I drove from Athens, GA to Charleston, SC with the Mister so that we could visit the city and see if these were the right doctors for me. Some friends of mine who used to live in Charleston recommended a wonderful place to stay and we spent a whole day enjoying the city. The next day we drove to the Charleston Breast Center and first met with Dr. Craigie, plastic surgeon and his PA (whom I had already had over an hour conversation with over the phone…she was amazing and answered all my questions in depth). I already felt so comfortable since I had been in contact with them over the phone. In fact when I had emailed I had gotten a reply from Dr. Craigie himself. They were so amazing. The Mister had so many questions and Dr. Craigie fielded them all. They gave us so much attention and put me at ease. It really was feeling like the right choice. Then I was able to meet with Dr. Baron, the breast surgeon and his PA. Dr. Baron was very attentive to my questions and then at the end of our meeting he leaned over and gave me a hug and said “You’re going to be ok. We’re going to take good care of you.” It was right then that my heart decided. These were the right men for the job. Not only are they amazing surgeons but they were compassionate and caring. I felt as though I had two fathers who were going to care for me like a daughter. We scheduled my surgery for February 1, 2012. I would not see them again until the day before surgery.
They did not disappoint when it came to be surgery time. I met with Dr. Craigie the day before to be marked for surgery.
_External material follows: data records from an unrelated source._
use base64::engine::general_purpose::STANDARD;
use base64::Engine;
use serde_json::{Map, Value};
use std::path::PathBuf;
use tracing::{debug, info};

use crate::ai::parse::{flatten, is_nested, parse_object};
use crate::ai::{variability_seed, CompletionClient, CompletionRequest, ContentPart};
use crate::config::GenerationConfig;
use crate::error::{GenerationFailure, SynthError, SynthResult};
use crate::logging::PerformanceTimer;
use crate::mapping::FieldMap;
use crate::pdf::FieldCatalog;
use crate::prompts::format_prompt;
use crate::record::SyntheticRecord;

fn labels_system_prompt(document_type: &str) -> String {
    format!(
        "You are a document understanding expert. \
         Your task is to analyze {document_type} PDFs and map each AcroForm field name to its corresponding \
         human-readable label based on the form's layout and printed instructions.\n\n\
         Use visual cues from the form such as field placement, surrounding text, section titles and line numbers \
         to determine the most accurate and concise label for each field. \
         Maintain accuracy with field numbers and context, even if the layout spans multiple pages.\n\n\
         Be accurate, consistent, and align labels with the official {document_type} terminology as it appears on the form.",
        document_type = document_type
    )
}

fn data_system_prompt(document_type: &str, seed: u32) -> String {
    format!(
        "You are generating realistic synthetic data for the following document type: {}. \
         Ensure no two outputs are alike (i.e) No distinguishable fields are the same across outputs. \
         Use the given seed for variability: {}.",
        document_type, seed
    )
}

/// Talks to the completion service on behalf of the form pipeline
pub struct SyntheticDataGenerator<'a, C: CompletionClient> {
    client: &'a C,
    data_deployment: String,
    vision_deployment: String,
    settings: GenerationConfig,
}

impl<'a, C: CompletionClient> SyntheticDataGenerator<'a, C> {
    pub fn new(
        client: &'a C,
        data_deployment: impl Into<String>,
        vision_deployment: impl Into<String>,
        settings: GenerationConfig,
    ) -> Self {
        Self {
            client,
            data_deployment: data_deployment.into(),
            vision_deployment: vision_deployment.into(),
            settings,
        }
    }

    /// Ask the vision deployment for a label per field, then keep only the
    /// labels that name real fields of `catalog`.
    ///
    /// `page_images` are PNG renderings of the field-name overlay; the request
    /// still goes out without them when none could be produced.
    pub async fn generate_labels(
        &self,
        document_type: &str,
        prompt_template: &str,
        catalog: &FieldCatalog,
        page_images: &[PathBuf],
    ) -> SynthResult<FieldMap> {
        let _timer = PerformanceTimer::start(format!("label generation for {}", document_type));

        let prompt = format_prompt(prompt_template, &[("document_type", document_type)])?;
        let mut request = CompletionRequest::text(
            self.vision_deployment.as_str(),
            labels_system_prompt(document_type),
            format!(
                "{}\n\n### AcroForm Field Mappings JSON:\n```json\n{}\n```",
                prompt,
                catalog.to_pretty_json()
            ),
        )
        .with_sampling(self.settings.labels_temperature, self.settings.labels_max_tokens);

        for image in page_images {
            let bytes = std::fs::read(image).map_err(|e| SynthError::file_io(image.display().to_string(), e))?;
            request.user.push(ContentPart::PngImage(STANDARD.encode(bytes)));
        }
        info!(
            "🏷️  Requesting human readable labels for {} ({} fields, {} page images)",
            document_type,
            catalog.len(),
            page_images.len()
        );

        let completion = self.client.complete(&request).await?;
        let response = parse_object(&completion.content)?;
        let labels = FieldMap::reconcile(&response, catalog);
        if labels.is_empty() {
            return Err(SynthError::generation(
                GenerationFailure::MissingKeys,
                format!("label response for {} names none of the document's fields", document_type),
            ));
        }

        info!("Human readable labels have been generated successfully!");
        Ok(labels)
    }

    /// One variant of synthetic values for a document.
    ///
    /// `prompt` is the fully formatted data-generation prompt. Large forms are
    /// generated chunk by chunk and the chunk records merged.
    pub async fn generate_record(
        &self,
        document_type: &str,
        prompt: &str,
        catalog: &FieldCatalog,
        labels: &FieldMap,
        data_flag: &str,
    ) -> SynthResult<SyntheticRecord> {
        let _timer = PerformanceTimer::start(format!("data generation for {}", data_flag));

        let typed = catalog.typed_count();
        let record = if typed > self.settings.chunk_threshold {
            info!("Large form detected ({} fields). Using chunked processing.", typed);
            self.generate_chunked(document_type, catalog, labels, data_flag).await?
        } else {
            let response = self.request_values(document_type, prompt, data_flag).await?;
            SyntheticRecord::from_response(&response, labels, catalog)
        };

        if record.is_empty() {
            return Err(SynthError::generation(
                GenerationFailure::MissingKeys,
                format!("no generated key for {} matched a known field", data_flag),
            ));
        }
        Ok(record)
    }

    async fn generate_chunked(
        &self,
        document_type: &str,
        catalog: &FieldCatalog,
        labels: &FieldMap,
        data_flag: &str,
    ) -> SynthResult<SyntheticRecord> {
        let chunks = catalog.chunks(self.settings.chunk_size);
        info!(
            "Processing {} fields in {} chunks of {} fields each",
            catalog.typed_count(),
            chunks.len(),
            self.settings.chunk_size
        );

        let mut combined = SyntheticRecord::default();
        for (index, chunk) in chunks.iter().enumerate() {
            let number = index + 1;
            let chunk_labels = labels.restrict_to(chunk);
            let prompt = format!(
                "Generate synthetic data for {} fields (chunk {}/{}).\n\n\
                 Field mappings for this chunk:\n{}\n\n\
                 Human readable labels for this chunk:\n{}\n\n\
                 Generate realistic, consistent data for these {} fields only.\n\
                 Ensure data is appropriate for the document type and field labels.\n\
                 Return as a JSON object with field names as keys and values as strings.",
                document_type,
                number,
                chunks.len(),
                chunk.to_pretty_json(),
                chunk_labels.to_pretty_json(),
                chunk.len()
            );

            let response = self
                .request_values(
                    &format!("{} (chunk {})", document_type, number),
                    &prompt,
                    &format!("{} - Chunk {}", data_flag, number),
                )
                .await?;
            let record = SyntheticRecord::from_response(&response, labels, catalog);
            info!("Chunk {} completed: {} fields processed", number, record.len());
            combined.merge(record);
        }

        info!("Chunked processing completed: {} total fields processed", combined.len());
        Ok(combined)
    }

    /// One completion call returning a flat identifier -> value object
    async fn request_values(&self, document_type: &str, prompt: &str, data_flag: &str) -> SynthResult<Map<String, Value>> {
        let seed = variability_seed();
        let request = CompletionRequest::text(
            self.data_deployment.as_str(),
            data_system_prompt(document_type, seed),
            format!("{}\n\n### VARIABILITY NOTE\nRandomization seed: {}", prompt, seed),
        )
        .with_sampling(self.settings.data_temperature, self.settings.data_max_tokens);

        debug!("Requesting values for {} (seed {})", data_flag, seed);
        let completion = self.client.complete(&request).await?;
        let response = parse_object(&completion.content)?;

        if is_nested(&response) {
            info!("Detected nested response structure, flattening...");
            Ok(flatten(&response))
        } else {
            Ok(response)
        }
    }
}

#[cfg(test)]
mod tests {
    use super::*;
    use crate::ai::Completion;
    use crate::config::SynthConfig;
    use crate::pdf::{FieldSpec, FieldType};
    use std::cell::RefCell;
    use std::collections::VecDeque;

    /// Replies with canned responses and remembers every request
    #[derive(Default)]
    struct CannedClient {
        replies: RefCell<VecDeque<String>>,
        requests: RefCell<Vec<CompletionRequest>>,
    }

    impl CannedClient {
        fn new(replies: &[&str]) -> Self {
            Self {
                replies: RefCell::new(replies.iter().map(|r| r.to_string()).collect()),
                requests: RefCell::default(),
            }
        }
    }

    impl CompletionClient for CannedClient {
        async fn complete(&self, request: &CompletionRequest) -> SynthResult<Completion> {
            self.requests.borrow_mut().push(request.clone());
            self.replies
                .borrow_mut()
                .pop_front()
                .map(Completion::new)
                .ok_or_else(|| SynthError::generation(GenerationFailure::Transport, "no scripted reply"))
        }
    }

    fn catalog(count: usize) -> FieldCatalog {
        (1..=count)
            .map(|i| {
                (
                    format!("form[0].f1_{:03}[0]", i),
                    FieldSpec {
                        field_type: Some(FieldType::Text),
                        possible_values: vec![],
                    },
                )
            })
            .collect()
    }

    fn labels(count: usize) -> FieldMap {
        FieldMap::from_labels((1..=count).map(|i| (format!("form[0].f1_{:03}[0]", i), format!("Line {}", i))))
    }

    fn generator(client: &CannedClient) -> SyntheticDataGenerator<'_, CannedClient> {
        let mut settings = SynthConfig::default().generation;
        settings.chunk_threshold = 4;
        settings.chunk_size = 3;
        SyntheticDataGenerator::new(client, "mini", "vision", settings)
    }

    #[tokio::test]
    async fn labels_are_reconciled_against_the_catalog() {
        let client = CannedClient::new(&[r#"{"form[0].f1_001[0]": "Name", "bogus": "Nothing"}"#]);
        let map = generator(&client)
            .generate_labels("W2", "Label every field of {document_type}.", &catalog(2), &[])
            .await
            .unwrap();

        assert_eq!(map.len(), 1);
        assert_eq!(map.label_for("form[0].f1_001[0]"), Some("Name"));

        let requests = client.requests.borrow();
        assert_eq!(requests[0].deployment, "vision");
        assert!(requests[0].system.contains("analyze W2 PDFs"));
        assert!(requests[0].user_text().starts_with("Label every field of W2."));
        assert!(requests[0].user_text().contains("### AcroForm Field Mappings JSON:"));
    }

    #[tokio::test]
    async fn small_forms_use_a_single_call() {
        let client = CannedClient::new(&[r#"{"form[0]": {"f1_001[0]": "Ada"}, "f1_002[0]": "42"}"#]);
        let record = generator(&client)
            .generate_record("W2", "Fill it", &catalog(2), &labels(2), "W2 - Sample 1")
            .await
            .unwrap();

        assert_eq!(record.len(), 2);
        assert_eq!(record.get("Line 2").unwrap().field_name, "form[0].f1_002[0]");
        let requests = client.requests.borrow();
        assert_eq!(requests.len(), 1);
        assert_eq!(requests[0].deployment, "mini");
        assert!(requests[0].user_text().contains("### VARIABILITY NOTE"));
    }

    #[tokio::test]
    async fn large_forms_are_chunked() {
        let client = CannedClient::new(&[
            r#"{"form[0].f1_001[0]": "a", "form[0].f1_002[0]": "b", "form[0].f1_003[0]": "c"}"#,
            r#"{"form[0].f1_004[0]": "d", "form[0].f1_005[0]": "e"}"#,
        ]);
        let record = generator(&client)
            .generate_record("W2", "unused for chunks", &catalog(5), &labels(5), "W2")
            .await
            .unwrap();

        assert_eq!(record.len(), 5);
        let requests = client.requests.borrow();
        assert_eq!(requests.len(), 2);
        assert!(requests[1].user_text().contains("(chunk 2/2)"));
        assert!(requests[1].system.contains("W2 (chunk 2)"));
    }

    #[tokio::test]
    async fn unmatched_response_is_missing_keys() {
        let client = CannedClient::new(&[r#"{"unrelated": "x"}"#]);
        let err = generator(&client)
            .generate_record("W2", "Fill it", &catalog(2), &labels(2), "W2")
            .await
            .unwrap_err();
        assert_eq!(err.generation_reason(), Some(GenerationFailure::MissingKeys));
    }
}
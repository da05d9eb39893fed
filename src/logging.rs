use std::fs;
use std::path::PathBuf;
use tracing::info;
use tracing_appender::non_blocking::WorkerGuard;
use tracing_appender::{non_blocking, rolling};
use tracing_subscriber::{fmt, layer::SubscriberExt, util::SubscriberInitExt, EnvFilter, Layer, Registry};

use crate::config::LoggingConfig;
use crate::error::{SynthError, SynthResult};
use crate::output::run_stamp;

/// Handle that keeps the file writer alive; drop it only at process exit
pub struct LoggingGuard {
    _file_guard: Option<WorkerGuard>,
    pub log_file: Option<PathBuf>,
}

/// Initialize the logging system for formsynth
pub fn init_logging(config: &LoggingConfig) -> SynthResult<LoggingGuard> {
    let env_filter = EnvFilter::try_from_default_env().unwrap_or_else(|_| {
        EnvFilter::new(format!(
            "formsynth={},reqwest=warn,hyper=warn,{}",
            config.level, config.level
        ))
    });

    let console_layer = fmt::layer()
        .with_writer(std::io::stderr)
        .with_target(false)
        .without_time()
        .compact()
        .boxed();

    let registry = Registry::default().with(env_filter).with(console_layer);

    if !config.enable_file_logging {
        registry.init();
        return Ok(LoggingGuard {
            _file_guard: None,
            log_file: None,
        });
    }

    let run_dir = config.log_dir.join(&config.prefix);
    fs::create_dir_all(&run_dir)
        .map_err(|e| SynthError::file_io(run_dir.to_string_lossy().to_string(), e))?;

    // One file per run, named like <prefix>_<uuid>_<timestamp>.log
    let file_name = format!("{}_{}_{}.log", config.prefix, uuid::Uuid::new_v4(), run_stamp());
    let file_appender = rolling::never(&run_dir, &file_name);
    let (file_writer, guard) = non_blocking(file_appender);

    let file_layer = fmt::layer()
        .with_writer(file_writer)
        .with_ansi(false)
        .boxed();

    registry.with(file_layer).init();

    let log_file = run_dir.join(file_name);
    info!("🪵 Log file: {}", log_file.display());
    info!("Log level: {}", config.level);

    Ok(LoggingGuard {
        _file_guard: Some(guard),
        log_file: Some(log_file),
    })
}

/// Performance logging utilities
pub struct PerformanceTimer {
    start: std::time::Instant,
    operation: String,
}

impl PerformanceTimer {
    pub fn start(operation: impl Into<String>) -> Self {
        let operation = operation.into();
        tracing::debug!("⏱️  Starting: {}", operation);
        Self {
            start: std::time::Instant::now(),
            operation,
        }
    }

    pub fn elapsed_ms(&self) -> u128 {
        self.start.elapsed().as_millis()
    }
}

impl Drop for PerformanceTimer {
    fn drop(&mut self) {
        info!("⏱️  Completed {}: {}ms", self.operation, self.elapsed_ms());
    }
}

/// Macro for logging a recoverable item failure with context
#[macro_export]
macro_rules! log_item_failure {
    ($error:expr, $item:expr) => {
        tracing::error!(
            error = %$error,
            item = %$item,
            recoverable = $error.is_recoverable(),
            "❌ Item failed"
        );
    };
}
This was the first time my mom had met him and he immediately greeted her with a hug. I felt so grateful for the PA Christina…seeing her was instant comfort. All of my pre-op and post-op meetings with them have been wonderful.
Last night I began to cry. My tears were not sad tears even though I’m still so uncomfortable and unable to sleep on my side. My tears were of gratitude for the healing hands of Charleston. I missed them. It seems so strange for them to be far away and not be able to see them. I am not sure if I will need to go back for a checkup before stage 2 of my surgery. I am grateful that I decided to go to Charleston. I will be eternally grateful for Dr. Craigie, Christina and Dr. Baron. They went above and beyond and took care of the whole person.